Effects of Guanabenz on Gastrointestinal Absorption of Hydrochlorothiazide

The pharmacokinetics of guanabenz (16 mg) and hydrochlorothiazide (25 mg), administered separately and as a fixed-combination tablet (guanabenz 16 mg/hydrochlorothiazide 25 mg), were compared in a randomized three-period crossover study in 24 healthy men. Plasma concentrations were monitored for 48 h after each administration. No statistically significant differences between the two formulations were noted in mean plasma concentrations or the rate and extent of absorption of guanabenz.

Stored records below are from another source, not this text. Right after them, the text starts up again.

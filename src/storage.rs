//! Key/value slots that hold serialized blobs.
//! The file backend keeps one `<key>.json` file per key inside the memo
//! directory; the memory backend exists for tests and embedding.

use std::collections::HashMap;
use std::fs;
use std::io;
use std::path::{Path, PathBuf};

pub trait Storage {
    /// Read the blob stored under `key`, `None` when the slot is empty.
    fn get(&self, key: &str) -> io::Result<Option<String>>;

    /// Overwrite the slot under `key` with `value`.
    fn set(&mut self, key: &str, value: &str) -> io::Result<()>;
}

#[derive(Debug, Clone)]
pub struct FileStorage {
    dir: PathBuf,
}

impl FileStorage {
    pub fn new(dir: impl Into<PathBuf>) -> Self {
        Self { dir: dir.into() }
    }

    pub fn slot_path(&self, key: &str) -> PathBuf {
        slot_path(&self.dir, key)
    }
}

pub fn slot_path(dir: &Path, key: &str) -> PathBuf {
    dir.join(format!("{key}.json"))
}

pub fn ensure_dir(path: &Path) -> io::Result<()> {
    if !path.exists() {
        fs::create_dir_all(path)?;
    }
    Ok(())
}

impl Storage for FileStorage {
    fn get(&self, key: &str) -> io::Result<Option<String>> {
        match fs::read_to_string(self.slot_path(key)) {
            Ok(raw) => Ok(Some(raw)),
            Err(e) if e.kind() == io::ErrorKind::NotFound => Ok(None),
            Err(e) => Err(e),
        }
    }

    fn set(&mut self, key: &str, value: &str) -> io::Result<()> {
        ensure_dir(&self.dir)?;
        fs::write(self.slot_path(key), value)
    }
}

#[derive(Debug, Default, Clone)]
pub struct MemoryStorage {
    slots: HashMap<String, String>,
}

impl MemoryStorage {
    pub fn new() -> Self {
        Self::default()
    }

    pub fn with_slot(key: &str, value: &str) -> Self {
        let mut slots = HashMap::new();
        slots.insert(key.to_string(), value.to_string());
        Self { slots }
    }
}

impl Storage for MemoryStorage {
    fn get(&self, key: &str) -> io::Result<Option<String>> {
        Ok(self.slots.get(key).cloned())
    }

    fn set(&mut self, key: &str, value: &str) -> io::Result<()> {
        self.slots.insert(key.to_string(), value.to_string());
        Ok(())
    }
}

#[cfg(test)]
mod tests {
    use super::*;
    use tempfile::tempdir;

    #[test]
    fn file_storage_missing_slot_is_none() {
        let tmp = tempdir().unwrap();
        let storage = FileStorage::new(tmp.path());
        assert_eq!(storage.get("memoryStorage").unwrap(), None);
    }

    #[test]
    fn file_storage_set_then_get() {
        let tmp = tempdir().unwrap();
        let mut storage = FileStorage::new(tmp.path().join("nested"));
        storage.set("memoryStorage", "[]").unwrap();
        assert_eq!(
            storage.get("memoryStorage").unwrap(),
            Some("[]".to_string())
        );
        assert!(tmp.path().join("nested/memoryStorage.json").exists());
    }

    #[test]
    fn memory_storage_overwrites() {
        let mut storage = MemoryStorage::with_slot("k", "old");
        storage.set("k", "new").unwrap();
        assert_eq!(storage.get("k").unwrap(), Some("new".to_string()));
        assert_eq!(storage.get("other").unwrap(), None);
    }
}
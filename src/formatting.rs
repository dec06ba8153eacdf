use crate::note::Note;
use crate::shared::table::collapse_preview;
use yansi::Paint;

/// Color palette for consistent theming
pub struct ColorPalette {
    pub muted: (u8, u8, u8),     // Footers, hints
    pub header: (u8, u8, u8),    // Headings
    pub timestamp: (u8, u8, u8), // Dates
    pub highlight: (u8, u8, u8), // Search matches
}

impl ColorPalette {
    pub const CATPPUCCIN: Self = Self {
        muted: (108, 112, 134),
        header: (148, 226, 213),
        timestamp: (137, 180, 250),
        highlight: (243, 139, 168),
    };
}

/// Formatting context passed through the rendering of recall output
pub struct FormatContext {
    pub use_color: bool,
    pub palette: ColorPalette,
}

impl FormatContext {
    pub fn new(use_color: bool) -> Self {
        Self { use_color, palette: ColorPalette::CATPPUCCIN }
    }

    fn paint(&self, text: &str, (r, g, b): (u8, u8, u8)) -> String {
        if self.use_color {
            Paint::rgb(text, r, g, b).to_string()
        } else {
            text.to_string()
        }
    }

    pub fn format_muted(&self, text: &str) -> String {
        self.paint(text, self.palette.muted)
    }

    pub fn format_header(&self, text: &str) -> String {
        if self.use_color {
            let (r, g, b) = self.palette.header;
            Paint::rgb(text, r, g, b).bold().to_string()
        } else {
            text.to_string()
        }
    }

    /// The stored date exactly as kept, so it can be passed to `delete`.
    pub fn format_timestamp(&self, date: &str) -> String {
        self.paint(date, self.palette.timestamp)
    }

    /// Dates cut to the minute (`YYYY/MM/DD HH:mm`) for summaries.
    pub fn format_short_timestamp(&self, date: &str) -> String {
        let shown: String = date.chars().take(16).collect();
        self.paint(&shown, self.palette.timestamp)
    }

    pub fn format_tags(&self, tags: &[String]) -> String {
        tags.iter()
            .map(|tag| {
                if self.use_color {
                    let (r, g, b) = crate::tags::color_for_tag(tag);
                    Paint::rgb(tag.as_str(), r, g, b).bold().to_string()
                } else {
                    tag.clone()
                }
            })
            .collect::<Vec<_>>()
            .join(" ")
    }

    /// Color every occurrence of the (case-sensitive) search text.
    pub fn highlight_match(&self, text: &str, query: &str) -> String {
        if query.is_empty() || !self.use_color {
            return text.to_string();
        }
        let (r, g, b) = self.palette.highlight;
        let mut out = String::new();
        let mut remaining = text;
        while let Some(pos) = remaining.find(query) {
            let (before, rest) = remaining.split_at(pos);
            let (matched, after) = rest.split_at(query.len());
            out.push_str(before);
            out.push_str(&Paint::rgb(matched, r, g, b).to_string());
            remaining = after;
        }
        out.push_str(remaining);
        out
    }

    /// Render one recalled memo: a date/tag header line followed by the
    /// text, indented. Long text is collapsed unless `full` is set.
    pub fn format_entry(
        &self,
        index: usize,
        note: &Note,
        search: &str,
        full: bool,
    ) -> String {
        let mut head = vec![self.format_muted(&format!("[{index}]"))];
        if !note.date.is_empty() {
            head.push(self.format_timestamp(&note.date));
        }
        if !note.tags.is_empty() {
            head.push(self.format_tags(&note.tags));
        }

        let (body, collapsed) = if full {
            (note.text.clone(), false)
        } else {
            let preview = collapse_preview(&note.text);
            (preview.text, preview.collapsed)
        };
        let body = self.highlight_match(&body, search);

        let mut out = head.join(" ");
        for line in body.lines() {
            out.push_str("\n    ");
            out.push_str(line);
        }
        if collapsed {
            out.push_str("\n    ");
            out.push_str(&self.format_muted("(more: use --full)"));
        }
        out
    }
}
use std::error::Error;

pub struct ArgParser {
    iter: std::vec::IntoIter<String>,
    command_name: String,
}

impl ArgParser {
    pub fn new(args: Vec<String>, command_name: &str) -> Self {
        Self { iter: args.into_iter(), command_name: command_name.to_string() }
    }

    /// Extract the value following a flag
    pub fn extract_value(
        &mut self,
        flag: &str,
    ) -> Result<String, Box<dyn Error>> {
        self.iter.next().ok_or_else(|| {
            format!("Provide a value after {} for {}", flag, self.command_name)
                .into()
        })
    }

    /// Extract a positive page number
    pub fn extract_page(&mut self, flag: &str) -> Result<usize, Box<dyn Error>> {
        let raw = self.extract_value(flag)?;
        match raw.parse::<usize>() {
            Ok(n) if n > 0 => Ok(n),
            _ => Err(format!("Page must be a positive number, got {raw}").into()),
        }
    }

    #[allow(clippy::should_implement_trait)]
    pub fn next(&mut self) -> Option<String> {
        self.iter.next()
    }
}

/// Flags accepted by `memo recall`
#[derive(Debug, Default)]
pub struct RecallFlags {
    pub search: String,
    pub tags: Vec<String>,
    pub date: String,
    pub page: usize,
    pub show_all: bool,
    pub full: bool,
}

impl RecallFlags {
    pub fn parse(args: Vec<String>) -> Result<Self, Box<dyn Error>> {
        let mut flags = RecallFlags { page: 1, ..Default::default() };
        let mut parser = ArgParser::new(args, "recall");
        while let Some(arg) = parser.next() {
            match arg.as_str() {
                "-s" | "--search" => flags.search = parser.extract_value(&arg)?,
                "-t" | "--tag" => flags.tags.push(parser.extract_value(&arg)?),
                "-d" | "--date" => flags.date = parser.extract_value(&arg)?,
                "-p" | "--page" => flags.page = parser.extract_page(&arg)?,
                "-a" | "--all" => flags.show_all = true,
                "--full" => flags.full = true,
                other => {
                    return Err(format!("Unknown flag for recall: {other}").into());
                }
            }
        }
        Ok(flags)
    }
}

/// Text and tag inputs accepted by `memo add`
#[derive(Debug, Default)]
pub struct AddFlags {
    pub words: Vec<String>,
    pub tags: Vec<String>,
}

impl AddFlags {
    pub fn parse(args: Vec<String>) -> Result<Self, Box<dyn Error>> {
        let mut flags = AddFlags::default();
        let mut parser = ArgParser::new(args, "add");
        while let Some(arg) = parser.next() {
            match arg.as_str() {
                "-t" | "--tag" => flags.tags.push(parser.extract_value(&arg)?),
                other => flags.words.push(other.to_string()),
            }
        }
        Ok(flags)
    }
}

/// Match fields accepted by `memo delete`
#[derive(Debug, Default)]
pub struct DeleteFlags {
    pub text: Option<String>,
    pub date: String,
    pub assume_yes: bool,
}

impl DeleteFlags {
    pub fn parse(args: Vec<String>) -> Result<Self, Box<dyn Error>> {
        let mut flags = DeleteFlags::default();
        let mut parser = ArgParser::new(args, "delete");
        while let Some(arg) = parser.next() {
            match arg.as_str() {
                "-d" | "--date" => flags.date = parser.extract_value(&arg)?,
                "-y" | "--yes" => flags.assume_yes = true,
                other => {
                    if flags.text.is_some() {
                        return Err(format!(
                            "Unexpected argument for delete: {other} (quote the memo text)"
                        )
                        .into());
                    }
                    flags.text = Some(other.to_string());
                }
            }
        }
        Ok(flags)
    }
}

The relative bioavailability (Fr) of the combination tablet compared with guanabenz alone was 96%; thus the two formulations were bioequivalent with respect to guanabenz. For hydrochlorothiazide, mean plasma concentrations were similar for 3 h after administration but were higher for the combination tablet than for hydrochlorothiazide alone from 4 through 48 h (p less than 0.05). A significant increase in the extent, but not the rate, of absorption of hydrochlorothiazide was observed for the combination tablet (mean Fr, 120%), which is not considered clinically significant. We propose that this increase may have been due to increased systemic availability of hydrochlorothiazide in the presence of guanabenz, an alpha-adrenergic agonist, which may have delayed intestinal transport of hydrochlorothiazide, resulting in enhanced gastrointestinal absorption.